Ag Intel

Report: Mexico Seeks Deal to Reopen U.S. Border for Cattle Amid Screwworm Crisis

Report: Mexico Seeks Deal to Reopen U.S. Border for Cattle Amid Screwworm Crisis

Ag Minister Julio Berdegue to meet U.S. counterpart Brooke Rollins next week as outbreak strains livestock trade


Mexico’s incoming agriculture minister, Julio Berdegue, will travel to Washington next week in hopes of securing an agreement to reopen the U.S. border to Mexican cattle, Reuters reported Thursday. The border has been closed since May due to an outbreak of the flesh-eating screwworm parasite, which has spread northward from Central America and deep into Mexico, threatening livestock and trade flows between the two countries.

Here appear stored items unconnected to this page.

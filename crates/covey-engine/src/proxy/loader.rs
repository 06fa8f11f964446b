//! Proxy class loader

use super::host::HostRuntime;
use super::object::{AllocationRoute, DependentWrapper, ProxyObject};
use super::unit::{normalize_class_name, ClassLoadingUnit, DefineError, DefinePrimitive};
use super::ProxyError;
use arc_swap::ArcSwapOption;
use covey_sdk::{Contextual, CreationalContext, Instance, ProxyBlueprint, RealizedProxyClass};
use once_cell::sync::OnceCell;
use parking_lot::Mutex;
use std::fmt;
use std::sync::Arc;
use tracing::{debug, info};

/// Which primitive defined a class
#[derive(Debug, Clone, Copy, PartialEq, Eq)]
pub enum DefineRoute {
    /// Primitive declared by the target unit
    Declared,
    /// Primitive inherited from an ancestor `depth` levels up
    Inherited {
        /// Distance to the declaring ancestor
        depth: usize,
    },
    /// Primitive opened with a privileged host write
    Forced {
        /// Distance to the declaring unit (0 = target unit)
        depth: usize,
    },
    /// Host's internal define primitive
    Internal,
}

struct ResolvedPrimitive(Arc<dyn DefinePrimitive>);

/// Defines proxy classes from images and allocates bare instances
///
/// The internal define primitive and the allocation route are resolved on
/// first use and never re-probed.
pub struct ProxyClassLoader {
    host: Arc<dyn HostRuntime>,
    internal_define: ArcSwapOption<ResolvedPrimitive>,
    resolution_lock: Mutex<()>,
    allocation_route: OnceCell<AllocationRoute>,
}

impl ProxyClassLoader {
    /// Create a loader on top of the given host
    pub fn new(host: Arc<dyn HostRuntime>) -> Self {
        Self {
            host,
            internal_define: ArcSwapOption::empty(),
            resolution_lock: Mutex::new(()),
            allocation_route: OnceCell::new(),
        }
    }

    /// The host runtime
    pub fn host(&self) -> &Arc<dyn HostRuntime> {
        &self.host
    }

    /// Define a class from a generator blueprint
    pub fn define_class(
        &self,
        unit: &dyn ClassLoadingUnit,
        blueprint: &ProxyBlueprint,
    ) -> Result<RealizedProxyClass, ProxyError> {
        self.define_class_bytes(unit, &blueprint.name, &blueprint.bytes)
    }

    /// Define `name` from `bytes` inside `unit`
    ///
    /// If another caller defined the same name first, the already-published
    /// class is returned instead of an error.
    #[tracing::instrument(level = "debug", skip_all, fields(unit = unit.name(), class = name))]
    pub fn define_class_bytes(
        &self,
        unit: &dyn ClassLoadingUnit,
        name: &str,
        bytes: &[u8],
    ) -> Result<RealizedProxyClass, ProxyError> {
        let (primitive, route) = self.select_primitive(unit)?;
        debug!(?route, "defining proxy class");

        match primitive.define(unit, name, bytes) {
            Ok(defined) => Ok(unit.find_class(defined.name()).unwrap_or(defined)),
            Err(DefineError::Duplicate { .. }) => {
                let normalized = normalize_class_name(name);
                debug!("proxy class already defined, reusing published class");
                unit.find_class(&normalized)
                    .ok_or_else(|| ProxyError::LookupFailed {
                        name: normalized,
                        unit: unit.name().to_string(),
                    })
            }
            Err(source) => Err(ProxyError::Define {
                name: name.to_string(),
                source,
            }),
        }
    }

    fn select_primitive(
        &self,
        unit: &dyn ClassLoadingUnit,
    ) -> Result<(Arc<dyn DefinePrimitive>, DefineRoute), ProxyError> {
        if let Some((primitive, depth)) = find_declared_primitive(unit) {
            let access = primitive.access();
            if access.is_accessible() || access.request() {
                let route = if depth == 0 {
                    DefineRoute::Declared
                } else {
                    DefineRoute::Inherited { depth }
                };
                return Ok((primitive, route));
            }

            if self.host.force_accessible(primitive.as_ref()) {
                return Ok((primitive, DefineRoute::Forced { depth }));
            }
            debug!(depth, "define primitive is guarded, falling back to internal define");
        }

        Ok((self.internal_define()?, DefineRoute::Internal))
    }

    fn internal_define(&self) -> Result<Arc<dyn DefinePrimitive>, ProxyError> {
        if let Some(resolved) = self.internal_define.load_full() {
            return Ok(Arc::clone(&resolved.0));
        }

        let _guard = self.resolution_lock.lock();
        if let Some(resolved) = self.internal_define.load_full() {
            return Ok(Arc::clone(&resolved.0));
        }

        let primitive =
            self.host
                .resolve_internal_define()
                .ok_or_else(|| ProxyError::InternalDefineUnavailable {
                    host: self.host.name().to_string(),
                })?;
        debug!(host = self.host.name(), "resolved internal define primitive");

        let resolved = Arc::new(ResolvedPrimitive(Arc::clone(&primitive)));
        let _ = self
            .internal_define
            .compare_and_swap(&None::<Arc<ResolvedPrimitive>>, Some(resolved));
        Ok(primitive)
    }

    /// Check if the internal define primitive has been resolved
    pub fn internal_define_resolved(&self) -> bool {
        self.internal_define.load().is_some()
    }

    /// Allocate an instance of `class` without running its initializer
    ///
    /// Hosts that forbid uninitialized allocation get the initializer path
    /// instead, which writes the class's initializer state into the storage.
    pub fn allocate_instance(&self, class: &RealizedProxyClass) -> Result<ProxyObject, ProxyError> {
        ProxyObject::allocate(class, self.allocation_route()).map_err(|source| {
            ProxyError::Allocation {
                class: class.name().to_string(),
                source,
            }
        })
    }

    /// Allocation route in use, probed on first call
    pub fn allocation_route(&self) -> AllocationRoute {
        *self.allocation_route.get_or_init(|| {
            if self.host.supports_uninit_allocation() {
                AllocationRoute::Uninitialized
            } else {
                info!(
                    host = self.host.name(),
                    "uninitialized allocation unavailable, proxies will run their initializer"
                );
                AllocationRoute::Constructor
            }
        })
    }

    /// Wrap a raw dependent instance in its proxy if the bean has participants
    ///
    /// Returns [`DependentWrapper::Unproxied`] when the bean has no
    /// interceptors or decorators that need call routing.
    pub fn create_dependent_wrapper(
        &self,
        definition: &Arc<dyn Contextual>,
        raw: &Instance,
        ctx: &Arc<CreationalContext>,
    ) -> Result<DependentWrapper, ProxyError> {
        if !definition.stack().requires_proxy() {
            return Ok(DependentWrapper::Unproxied);
        }

        let class = definition
            .proxy_class()
            .ok_or_else(|| ProxyError::MissingProxyClass {
                definition: definition.name().to_string(),
            })?;

        let proxy = self.allocate_instance(&class)?;
        proxy.bind_delegate(Arc::clone(raw));
        proxy.bind_context(Arc::clone(ctx));
        debug!(
            bean = definition.name(),
            class = class.name(),
            "created dependent proxy"
        );

        Ok(DependentWrapper::Proxied(Arc::new(proxy)))
    }
}

impl fmt::Debug for ProxyClassLoader {
    fn fmt(&self, f: &mut fmt::Formatter<'_>) -> fmt::Result {
        f.debug_struct("ProxyClassLoader")
            .field("host", &self.host.name())
            .field("internal_define_resolved", &self.internal_define_resolved())
            .field("allocation_route", &self.allocation_route.get())
            .finish()
    }
}

/// Find the nearest define primitive declared by `unit` or one of its ancestors
fn find_declared_primitive(
    unit: &dyn ClassLoadingUnit,
) -> Option<(Arc<dyn DefinePrimitive>, usize)> {
    if let Some(primitive) = unit.define_primitive() {
        return Some((primitive, 0));
    }

    let mut depth = 1;
    let mut current = unit.parent();
    while let Some(ancestor) = current {
        if let Some(primitive) = ancestor.define_primitive() {
            return Some((primitive, depth));
        }
        current = ancestor.parent();
        depth += 1;
    }
    None
}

President Claudia Sheinbaum said Berdegue’s goal is to “return with an agreement on the border opening” after talks with USDA Secretary Brooke Rollins, who has publicly criticized Mexico’s handling of the outbreak. Mexico recently confirmed its first screwworm cases in Nuevo León, near the U.S. border, but insists the infections were contained.

The outbreak comes as President Donald Trump’s administration presses domestic ranchers to lower beef prices and expand the U.S. cattle herd. The White House also announced Thursday that Trump will quadruple low-tariff imports of Argentine beef, further heightening tensions with U.S. cattle producers already wary of new competition.